#### Aim of the exercise
Pull out each line of the records holding the string "accepted".

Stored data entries
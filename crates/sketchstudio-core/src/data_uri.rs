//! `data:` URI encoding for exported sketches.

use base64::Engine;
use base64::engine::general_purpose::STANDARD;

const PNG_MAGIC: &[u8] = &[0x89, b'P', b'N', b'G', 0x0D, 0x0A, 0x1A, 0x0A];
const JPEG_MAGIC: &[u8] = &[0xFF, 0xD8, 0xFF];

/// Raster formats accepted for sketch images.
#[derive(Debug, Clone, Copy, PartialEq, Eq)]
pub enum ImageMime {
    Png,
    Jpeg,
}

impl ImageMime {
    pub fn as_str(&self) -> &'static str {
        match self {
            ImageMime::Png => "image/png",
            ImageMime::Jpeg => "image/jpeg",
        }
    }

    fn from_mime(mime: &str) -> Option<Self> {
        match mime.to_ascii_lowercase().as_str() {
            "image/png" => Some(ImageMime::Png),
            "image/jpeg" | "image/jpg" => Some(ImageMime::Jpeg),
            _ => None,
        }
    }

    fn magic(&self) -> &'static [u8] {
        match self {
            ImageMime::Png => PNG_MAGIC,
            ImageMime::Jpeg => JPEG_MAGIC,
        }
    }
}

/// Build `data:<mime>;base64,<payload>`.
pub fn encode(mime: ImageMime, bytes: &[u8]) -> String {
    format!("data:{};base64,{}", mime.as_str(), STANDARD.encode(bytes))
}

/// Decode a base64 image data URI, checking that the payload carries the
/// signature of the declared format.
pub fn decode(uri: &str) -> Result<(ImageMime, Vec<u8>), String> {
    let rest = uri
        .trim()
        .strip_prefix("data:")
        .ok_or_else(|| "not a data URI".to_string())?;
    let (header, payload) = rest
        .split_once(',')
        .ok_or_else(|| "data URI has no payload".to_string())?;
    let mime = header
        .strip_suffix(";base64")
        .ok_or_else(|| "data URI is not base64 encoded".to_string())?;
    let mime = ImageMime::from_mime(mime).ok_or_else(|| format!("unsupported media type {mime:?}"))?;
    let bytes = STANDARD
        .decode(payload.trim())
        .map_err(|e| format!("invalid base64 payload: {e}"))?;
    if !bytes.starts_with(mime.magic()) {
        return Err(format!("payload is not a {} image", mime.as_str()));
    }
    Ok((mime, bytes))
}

--

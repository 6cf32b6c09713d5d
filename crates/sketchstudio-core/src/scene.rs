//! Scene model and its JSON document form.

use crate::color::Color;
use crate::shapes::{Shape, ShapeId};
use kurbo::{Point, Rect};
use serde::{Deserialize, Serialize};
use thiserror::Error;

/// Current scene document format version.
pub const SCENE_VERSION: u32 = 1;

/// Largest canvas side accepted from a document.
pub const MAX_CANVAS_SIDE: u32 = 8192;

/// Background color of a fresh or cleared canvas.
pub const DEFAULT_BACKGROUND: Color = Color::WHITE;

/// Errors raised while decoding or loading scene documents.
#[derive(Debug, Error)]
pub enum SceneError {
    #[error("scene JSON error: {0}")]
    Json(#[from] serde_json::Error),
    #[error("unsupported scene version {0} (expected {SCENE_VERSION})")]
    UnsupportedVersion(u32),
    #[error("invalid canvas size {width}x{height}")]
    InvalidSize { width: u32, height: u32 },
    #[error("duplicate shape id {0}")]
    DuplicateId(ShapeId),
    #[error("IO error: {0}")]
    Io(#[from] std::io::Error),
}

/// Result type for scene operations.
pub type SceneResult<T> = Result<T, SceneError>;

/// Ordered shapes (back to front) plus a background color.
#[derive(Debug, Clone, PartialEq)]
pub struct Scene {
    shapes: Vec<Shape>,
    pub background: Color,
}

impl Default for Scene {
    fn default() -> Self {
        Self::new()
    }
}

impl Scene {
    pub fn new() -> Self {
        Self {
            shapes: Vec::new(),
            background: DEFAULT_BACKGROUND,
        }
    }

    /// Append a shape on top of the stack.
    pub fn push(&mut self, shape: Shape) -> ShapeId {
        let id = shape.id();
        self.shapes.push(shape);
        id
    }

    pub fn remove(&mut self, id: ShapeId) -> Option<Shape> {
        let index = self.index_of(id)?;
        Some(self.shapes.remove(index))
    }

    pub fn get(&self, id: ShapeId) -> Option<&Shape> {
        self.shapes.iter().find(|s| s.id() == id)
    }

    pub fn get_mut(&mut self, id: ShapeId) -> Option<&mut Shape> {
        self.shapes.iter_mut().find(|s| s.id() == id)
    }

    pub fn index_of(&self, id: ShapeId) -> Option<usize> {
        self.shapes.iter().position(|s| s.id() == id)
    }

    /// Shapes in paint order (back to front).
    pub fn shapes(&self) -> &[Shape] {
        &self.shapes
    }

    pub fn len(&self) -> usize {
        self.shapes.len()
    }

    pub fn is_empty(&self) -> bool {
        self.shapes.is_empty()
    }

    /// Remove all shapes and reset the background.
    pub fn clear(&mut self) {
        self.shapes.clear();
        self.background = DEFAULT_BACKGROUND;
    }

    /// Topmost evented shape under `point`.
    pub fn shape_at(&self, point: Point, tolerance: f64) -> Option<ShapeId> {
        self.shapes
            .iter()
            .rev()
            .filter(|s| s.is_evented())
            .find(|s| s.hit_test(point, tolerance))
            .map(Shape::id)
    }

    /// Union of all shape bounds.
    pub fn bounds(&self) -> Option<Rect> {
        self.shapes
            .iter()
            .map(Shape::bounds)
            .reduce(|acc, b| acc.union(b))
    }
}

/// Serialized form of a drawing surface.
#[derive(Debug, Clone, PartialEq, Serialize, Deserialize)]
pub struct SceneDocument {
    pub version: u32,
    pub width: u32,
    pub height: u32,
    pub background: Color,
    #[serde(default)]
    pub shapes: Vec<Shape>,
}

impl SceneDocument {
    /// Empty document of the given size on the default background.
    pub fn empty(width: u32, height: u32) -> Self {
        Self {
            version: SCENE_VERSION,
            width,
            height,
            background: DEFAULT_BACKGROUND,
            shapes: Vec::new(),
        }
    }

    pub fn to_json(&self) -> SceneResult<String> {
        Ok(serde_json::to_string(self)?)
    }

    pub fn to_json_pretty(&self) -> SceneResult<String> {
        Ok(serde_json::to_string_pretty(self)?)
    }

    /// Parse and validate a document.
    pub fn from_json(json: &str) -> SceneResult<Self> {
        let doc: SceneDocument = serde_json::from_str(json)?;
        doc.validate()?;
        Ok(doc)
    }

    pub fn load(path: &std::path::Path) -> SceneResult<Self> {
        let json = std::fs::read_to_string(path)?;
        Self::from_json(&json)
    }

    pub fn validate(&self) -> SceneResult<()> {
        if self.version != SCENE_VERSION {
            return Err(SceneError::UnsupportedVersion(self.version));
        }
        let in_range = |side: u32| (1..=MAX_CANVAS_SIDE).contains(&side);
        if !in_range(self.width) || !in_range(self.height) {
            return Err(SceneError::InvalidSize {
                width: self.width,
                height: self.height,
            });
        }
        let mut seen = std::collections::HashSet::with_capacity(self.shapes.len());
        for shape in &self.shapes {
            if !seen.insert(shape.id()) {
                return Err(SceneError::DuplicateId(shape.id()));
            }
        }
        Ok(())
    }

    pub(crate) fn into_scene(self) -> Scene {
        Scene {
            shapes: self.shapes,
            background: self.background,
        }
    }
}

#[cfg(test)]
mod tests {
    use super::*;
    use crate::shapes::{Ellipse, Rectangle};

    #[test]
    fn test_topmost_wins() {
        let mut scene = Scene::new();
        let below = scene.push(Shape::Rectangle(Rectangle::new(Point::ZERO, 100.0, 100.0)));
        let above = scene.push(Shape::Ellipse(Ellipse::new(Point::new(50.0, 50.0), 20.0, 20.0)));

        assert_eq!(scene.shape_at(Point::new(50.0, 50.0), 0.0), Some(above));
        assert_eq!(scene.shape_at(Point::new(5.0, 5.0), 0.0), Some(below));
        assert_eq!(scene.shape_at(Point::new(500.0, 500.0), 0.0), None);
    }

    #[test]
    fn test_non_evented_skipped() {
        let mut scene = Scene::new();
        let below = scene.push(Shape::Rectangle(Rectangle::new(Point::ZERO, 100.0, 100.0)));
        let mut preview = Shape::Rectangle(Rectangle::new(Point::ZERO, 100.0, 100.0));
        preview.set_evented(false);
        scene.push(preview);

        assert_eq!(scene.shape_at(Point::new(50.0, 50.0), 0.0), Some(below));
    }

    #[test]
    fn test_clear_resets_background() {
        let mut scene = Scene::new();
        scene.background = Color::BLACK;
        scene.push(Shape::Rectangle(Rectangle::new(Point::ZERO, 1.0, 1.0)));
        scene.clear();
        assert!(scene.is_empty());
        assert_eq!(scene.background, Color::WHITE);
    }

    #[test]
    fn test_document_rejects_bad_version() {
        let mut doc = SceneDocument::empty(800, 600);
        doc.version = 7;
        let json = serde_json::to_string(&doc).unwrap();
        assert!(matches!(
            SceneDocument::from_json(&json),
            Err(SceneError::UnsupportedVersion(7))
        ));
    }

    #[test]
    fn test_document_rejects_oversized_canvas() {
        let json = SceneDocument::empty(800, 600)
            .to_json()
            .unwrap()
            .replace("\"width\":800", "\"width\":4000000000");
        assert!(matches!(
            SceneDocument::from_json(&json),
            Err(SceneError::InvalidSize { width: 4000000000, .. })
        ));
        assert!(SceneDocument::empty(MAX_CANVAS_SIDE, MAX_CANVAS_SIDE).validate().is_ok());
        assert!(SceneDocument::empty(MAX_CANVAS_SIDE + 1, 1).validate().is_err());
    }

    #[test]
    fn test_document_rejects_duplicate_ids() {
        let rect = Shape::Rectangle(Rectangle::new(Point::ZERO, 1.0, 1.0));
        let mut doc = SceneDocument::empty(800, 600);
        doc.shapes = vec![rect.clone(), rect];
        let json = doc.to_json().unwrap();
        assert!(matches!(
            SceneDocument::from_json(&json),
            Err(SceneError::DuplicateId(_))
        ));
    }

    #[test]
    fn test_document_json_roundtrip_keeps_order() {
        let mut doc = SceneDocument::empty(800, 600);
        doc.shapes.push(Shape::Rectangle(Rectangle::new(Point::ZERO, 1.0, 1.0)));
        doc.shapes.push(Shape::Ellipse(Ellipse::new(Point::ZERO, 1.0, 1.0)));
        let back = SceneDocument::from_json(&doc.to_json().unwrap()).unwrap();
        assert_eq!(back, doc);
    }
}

#### Answer below
/// Raster formats accepted for sketch images.
/// Largest canvas side accepted from a document.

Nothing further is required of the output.